What the task asks
Tally the lines in the entries where the string "confidence" appears, and write only the total.

Given information
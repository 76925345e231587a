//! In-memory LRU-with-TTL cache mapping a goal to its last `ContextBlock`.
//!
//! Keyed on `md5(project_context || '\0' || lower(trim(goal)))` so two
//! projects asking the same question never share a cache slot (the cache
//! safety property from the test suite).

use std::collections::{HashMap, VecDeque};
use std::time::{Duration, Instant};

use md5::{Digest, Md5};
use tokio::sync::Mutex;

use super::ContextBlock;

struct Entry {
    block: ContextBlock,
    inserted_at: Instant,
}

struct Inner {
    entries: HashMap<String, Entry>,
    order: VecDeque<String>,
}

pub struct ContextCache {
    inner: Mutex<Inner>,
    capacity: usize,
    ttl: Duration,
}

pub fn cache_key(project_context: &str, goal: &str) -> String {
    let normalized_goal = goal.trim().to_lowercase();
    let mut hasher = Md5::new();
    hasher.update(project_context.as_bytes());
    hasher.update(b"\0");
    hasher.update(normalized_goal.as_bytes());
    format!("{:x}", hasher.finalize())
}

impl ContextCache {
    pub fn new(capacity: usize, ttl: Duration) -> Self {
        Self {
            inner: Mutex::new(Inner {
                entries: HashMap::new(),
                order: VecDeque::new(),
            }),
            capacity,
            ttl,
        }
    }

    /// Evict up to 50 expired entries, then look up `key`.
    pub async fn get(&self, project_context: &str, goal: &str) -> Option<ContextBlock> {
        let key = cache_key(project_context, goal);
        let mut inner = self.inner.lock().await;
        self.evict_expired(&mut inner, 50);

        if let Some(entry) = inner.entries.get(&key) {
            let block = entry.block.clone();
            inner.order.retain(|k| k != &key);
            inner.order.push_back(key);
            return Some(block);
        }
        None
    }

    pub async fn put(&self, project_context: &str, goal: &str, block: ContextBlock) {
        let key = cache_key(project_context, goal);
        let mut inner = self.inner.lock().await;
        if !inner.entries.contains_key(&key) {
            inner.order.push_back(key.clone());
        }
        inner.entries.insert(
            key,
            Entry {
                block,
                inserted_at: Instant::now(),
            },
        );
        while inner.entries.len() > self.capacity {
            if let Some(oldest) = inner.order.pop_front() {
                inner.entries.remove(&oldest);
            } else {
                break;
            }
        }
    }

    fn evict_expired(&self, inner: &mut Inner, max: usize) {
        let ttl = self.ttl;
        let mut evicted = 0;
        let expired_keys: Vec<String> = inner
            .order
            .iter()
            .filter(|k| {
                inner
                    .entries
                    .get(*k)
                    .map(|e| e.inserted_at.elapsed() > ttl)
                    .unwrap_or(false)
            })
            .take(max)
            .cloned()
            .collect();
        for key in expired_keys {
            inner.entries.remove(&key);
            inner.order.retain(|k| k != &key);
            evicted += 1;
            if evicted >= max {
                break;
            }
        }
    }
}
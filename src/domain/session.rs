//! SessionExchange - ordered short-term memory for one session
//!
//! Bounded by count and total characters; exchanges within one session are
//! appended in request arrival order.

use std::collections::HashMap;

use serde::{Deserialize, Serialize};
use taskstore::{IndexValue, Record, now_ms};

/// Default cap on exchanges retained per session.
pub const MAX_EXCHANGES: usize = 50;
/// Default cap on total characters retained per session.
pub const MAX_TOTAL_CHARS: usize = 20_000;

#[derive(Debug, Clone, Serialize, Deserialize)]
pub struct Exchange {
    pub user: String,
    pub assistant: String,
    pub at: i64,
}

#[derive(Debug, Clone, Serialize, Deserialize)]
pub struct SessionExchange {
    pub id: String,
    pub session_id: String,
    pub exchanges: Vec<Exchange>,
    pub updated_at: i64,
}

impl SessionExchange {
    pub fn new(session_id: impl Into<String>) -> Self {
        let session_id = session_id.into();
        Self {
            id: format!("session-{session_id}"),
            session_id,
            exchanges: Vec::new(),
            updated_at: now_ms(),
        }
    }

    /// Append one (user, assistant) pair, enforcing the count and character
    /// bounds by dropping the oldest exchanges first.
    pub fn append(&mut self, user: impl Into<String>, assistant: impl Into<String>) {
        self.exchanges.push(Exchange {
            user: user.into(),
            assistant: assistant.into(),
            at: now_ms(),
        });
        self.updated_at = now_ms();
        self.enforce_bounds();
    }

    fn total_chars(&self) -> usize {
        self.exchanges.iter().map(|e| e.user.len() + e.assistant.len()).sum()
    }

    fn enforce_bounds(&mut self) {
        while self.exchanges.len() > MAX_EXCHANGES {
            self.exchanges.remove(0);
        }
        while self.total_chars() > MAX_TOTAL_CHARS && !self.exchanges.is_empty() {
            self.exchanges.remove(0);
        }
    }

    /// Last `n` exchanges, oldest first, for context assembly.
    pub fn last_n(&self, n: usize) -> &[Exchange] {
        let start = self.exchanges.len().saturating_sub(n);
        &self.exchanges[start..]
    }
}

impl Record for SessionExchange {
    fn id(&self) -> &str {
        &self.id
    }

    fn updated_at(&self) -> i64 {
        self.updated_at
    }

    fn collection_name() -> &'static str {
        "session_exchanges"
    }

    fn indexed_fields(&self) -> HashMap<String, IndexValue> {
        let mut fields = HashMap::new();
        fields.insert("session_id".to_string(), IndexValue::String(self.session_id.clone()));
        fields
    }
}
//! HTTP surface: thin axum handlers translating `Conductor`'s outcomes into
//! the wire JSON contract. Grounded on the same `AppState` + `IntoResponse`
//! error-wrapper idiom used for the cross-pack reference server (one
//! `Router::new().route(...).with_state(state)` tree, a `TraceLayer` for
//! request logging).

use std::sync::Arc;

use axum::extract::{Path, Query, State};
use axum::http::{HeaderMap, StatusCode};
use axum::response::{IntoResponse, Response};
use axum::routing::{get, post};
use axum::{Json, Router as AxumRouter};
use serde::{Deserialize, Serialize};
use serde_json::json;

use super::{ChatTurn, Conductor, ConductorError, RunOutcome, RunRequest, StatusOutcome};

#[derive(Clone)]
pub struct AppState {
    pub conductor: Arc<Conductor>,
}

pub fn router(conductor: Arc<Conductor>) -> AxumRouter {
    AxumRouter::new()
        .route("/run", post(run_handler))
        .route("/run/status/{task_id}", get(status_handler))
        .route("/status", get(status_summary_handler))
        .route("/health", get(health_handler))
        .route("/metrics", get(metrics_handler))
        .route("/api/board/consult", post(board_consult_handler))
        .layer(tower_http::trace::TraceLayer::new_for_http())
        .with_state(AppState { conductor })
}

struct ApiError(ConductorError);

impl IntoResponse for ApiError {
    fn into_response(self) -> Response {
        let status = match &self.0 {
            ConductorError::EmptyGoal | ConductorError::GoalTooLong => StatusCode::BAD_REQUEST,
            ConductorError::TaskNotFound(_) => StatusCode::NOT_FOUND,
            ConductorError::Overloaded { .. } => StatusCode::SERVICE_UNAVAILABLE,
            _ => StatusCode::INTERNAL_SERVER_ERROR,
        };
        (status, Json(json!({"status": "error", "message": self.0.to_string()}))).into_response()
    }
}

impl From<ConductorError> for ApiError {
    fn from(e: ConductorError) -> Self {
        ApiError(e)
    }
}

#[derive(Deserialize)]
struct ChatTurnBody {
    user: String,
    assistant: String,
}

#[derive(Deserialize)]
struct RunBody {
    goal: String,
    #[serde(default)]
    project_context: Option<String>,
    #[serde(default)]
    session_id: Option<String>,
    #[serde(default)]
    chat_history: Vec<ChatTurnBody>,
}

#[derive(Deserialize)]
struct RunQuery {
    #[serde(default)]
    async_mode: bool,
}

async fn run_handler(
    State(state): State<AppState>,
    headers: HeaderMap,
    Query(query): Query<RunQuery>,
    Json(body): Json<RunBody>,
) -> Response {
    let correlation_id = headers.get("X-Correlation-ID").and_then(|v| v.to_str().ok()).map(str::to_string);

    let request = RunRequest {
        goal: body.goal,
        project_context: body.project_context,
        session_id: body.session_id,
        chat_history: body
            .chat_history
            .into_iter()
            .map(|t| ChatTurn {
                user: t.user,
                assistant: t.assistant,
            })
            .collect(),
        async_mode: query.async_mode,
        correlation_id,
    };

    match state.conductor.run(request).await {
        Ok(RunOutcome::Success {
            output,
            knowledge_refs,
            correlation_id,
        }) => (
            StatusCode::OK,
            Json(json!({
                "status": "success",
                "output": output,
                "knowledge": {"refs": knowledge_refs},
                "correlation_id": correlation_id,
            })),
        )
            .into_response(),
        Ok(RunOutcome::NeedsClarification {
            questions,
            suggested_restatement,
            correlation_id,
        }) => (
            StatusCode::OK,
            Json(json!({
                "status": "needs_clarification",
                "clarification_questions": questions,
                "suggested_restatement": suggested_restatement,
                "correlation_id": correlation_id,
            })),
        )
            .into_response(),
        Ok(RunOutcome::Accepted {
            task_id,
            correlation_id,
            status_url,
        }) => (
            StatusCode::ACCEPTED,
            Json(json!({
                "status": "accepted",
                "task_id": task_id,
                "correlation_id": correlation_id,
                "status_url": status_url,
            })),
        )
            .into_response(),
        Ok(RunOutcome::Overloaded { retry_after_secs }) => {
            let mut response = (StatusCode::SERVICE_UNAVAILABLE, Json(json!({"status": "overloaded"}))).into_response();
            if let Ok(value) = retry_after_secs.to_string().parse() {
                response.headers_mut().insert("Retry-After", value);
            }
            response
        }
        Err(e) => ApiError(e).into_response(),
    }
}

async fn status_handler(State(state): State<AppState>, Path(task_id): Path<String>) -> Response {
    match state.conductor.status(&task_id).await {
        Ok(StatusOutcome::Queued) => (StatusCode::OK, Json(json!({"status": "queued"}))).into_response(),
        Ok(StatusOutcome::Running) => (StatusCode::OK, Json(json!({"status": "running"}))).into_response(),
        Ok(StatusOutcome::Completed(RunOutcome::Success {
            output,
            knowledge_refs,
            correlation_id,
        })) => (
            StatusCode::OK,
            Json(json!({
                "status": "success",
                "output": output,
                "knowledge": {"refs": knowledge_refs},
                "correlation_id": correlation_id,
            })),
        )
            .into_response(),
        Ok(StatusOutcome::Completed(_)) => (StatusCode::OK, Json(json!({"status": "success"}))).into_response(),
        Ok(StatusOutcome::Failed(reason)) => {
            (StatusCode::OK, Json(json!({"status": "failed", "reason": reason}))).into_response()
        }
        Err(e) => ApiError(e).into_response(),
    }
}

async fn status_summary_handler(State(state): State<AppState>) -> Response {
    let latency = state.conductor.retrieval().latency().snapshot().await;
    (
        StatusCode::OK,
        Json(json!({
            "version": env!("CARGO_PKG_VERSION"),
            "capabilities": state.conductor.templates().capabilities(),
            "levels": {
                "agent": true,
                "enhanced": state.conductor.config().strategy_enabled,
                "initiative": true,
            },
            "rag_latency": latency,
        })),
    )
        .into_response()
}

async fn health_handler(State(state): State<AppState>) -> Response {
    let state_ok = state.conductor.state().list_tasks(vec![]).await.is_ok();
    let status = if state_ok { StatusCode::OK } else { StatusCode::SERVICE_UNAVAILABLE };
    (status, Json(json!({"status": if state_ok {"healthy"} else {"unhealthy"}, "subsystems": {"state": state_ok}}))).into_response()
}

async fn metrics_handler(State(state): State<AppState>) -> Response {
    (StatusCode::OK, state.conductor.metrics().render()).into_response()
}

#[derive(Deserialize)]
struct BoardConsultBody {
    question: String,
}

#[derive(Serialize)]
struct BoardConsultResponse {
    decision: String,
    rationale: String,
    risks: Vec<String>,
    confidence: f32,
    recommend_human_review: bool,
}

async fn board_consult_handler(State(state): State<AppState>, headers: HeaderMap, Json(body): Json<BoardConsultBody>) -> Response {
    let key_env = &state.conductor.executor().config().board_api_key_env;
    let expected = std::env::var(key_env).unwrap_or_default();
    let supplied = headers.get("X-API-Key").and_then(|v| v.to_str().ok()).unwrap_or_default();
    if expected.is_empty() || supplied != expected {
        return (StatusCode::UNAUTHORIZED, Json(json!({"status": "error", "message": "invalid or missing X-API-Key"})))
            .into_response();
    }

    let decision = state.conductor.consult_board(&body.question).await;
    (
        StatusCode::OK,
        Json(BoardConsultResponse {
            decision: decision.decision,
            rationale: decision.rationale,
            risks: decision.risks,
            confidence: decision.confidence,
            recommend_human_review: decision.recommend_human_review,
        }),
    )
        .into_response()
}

Exercise output
2